**Records provided:**

***

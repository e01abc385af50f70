use thiserror::Error;

pub type Result<T> = std::result::Result<T, StorageError>;

/// Codec faults. All are fatal to the single encode/decode call; the
/// caller decides what to do with the stream the payload came from.
#[derive(Debug, Error)]
pub enum StorageError {
    #[error("storage signature mismatch: got {got:#018x}")]
    BadSignature { got: u64 },

    #[error("unsupported storage version {got}")]
    BadVersion { got: u8 },

    #[error("varint value {value} does not fit the 62-bit payload")]
    VarintTooLarge { value: u64 },

    #[error("entry name is {len} bytes (max 255)")]
    NameTooLong { len: usize },

    #[error("unknown serialize type tag {tag:#04x}")]
    UnknownTag { tag: u8 },

    #[error("type mismatch: expected {expected}, found {found}")]
    TypeMismatch {
        expected: &'static str,
        found: &'static str,
    },

    #[error("array element kind mismatch: expected {expected}, found {found}")]
    ArrayKindMismatch {
        expected: &'static str,
        found: &'static str,
    },

    #[error("integer {value} out of range for {target}")]
    IntOutOfRange { value: i128, target: &'static str },

    #[error("entry {name:?} is missing")]
    MissingEntry { name: &'static str },

    #[error("entry {name:?} appears more than once")]
    DuplicateEntry { name: String },

    #[error("undeclared entry {name:?}")]
    UnexpectedEntry { name: String },

    #[error("string entry is not valid UTF-8")]
    InvalidUtf8,

    #[error("unexpected end of input")]
    UnexpectedEof,
}
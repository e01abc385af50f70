//! Library half of the node binary: configuration loading.

pub mod config;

***

**Work task:** Each entry above should be written again exactly.

**Solution below:**
repository e01abc385af50f70
use thiserror::Error;

pub type Result<T> = std::result::Result<T, StorageError>;

/// Codec faults. All are fatal to the single encode/decode call; the
/// caller decides what to do with the stream the payload came from.
#[derive(Debug, Error)]
pub enum StorageError {
    #[error("storage signature mismatch: got {got:#018x}")]
    BadSignature { got: u64 },

    #[error("unsupported storage version {got}")]
    BadVersion { got: u8 },

    #[error("varint value {value} does not fit the 62-bit payload")]
    VarintTooLarge { value: u64 },

    #[error("entry name is {len} bytes (max 255)")]
    NameTooLong { len: usize },

    #[error("unknown serialize type tag {tag:#04x}")]
    UnknownTag { tag: u8 },

    #[error("type mismatch: expected {expected}, found {found}")]
    TypeMismatch {
        expected: &'static str,
        found: &'static str,
    },

    #[error("array element kind mismatch: expected {expected}, found {found}")]
    ArrayKindMismatch {
        expected: &'static str,
        found: &'static str,
    },

    #[error("integer {value} out of range for {target}")]
    IntOutOfRange { value: i128, target: &'static str },

    #[error("entry {name:?} is missing")]
    MissingEntry { name: &'static str },

    #[error("entry {name:?} appears more than once")]
    DuplicateEntry { name: String },

    #[error("undeclared entry {name:?}")]
    UnexpectedEntry { name: String },

    #[error("string entry is not valid UTF-8")]
    InvalidUtf8,

    #[error("unexpected end of input")]
    UnexpectedEof,
}
repository e01abc385af50f70
//! Library half of the node binary: configuration loading.

pub mod config;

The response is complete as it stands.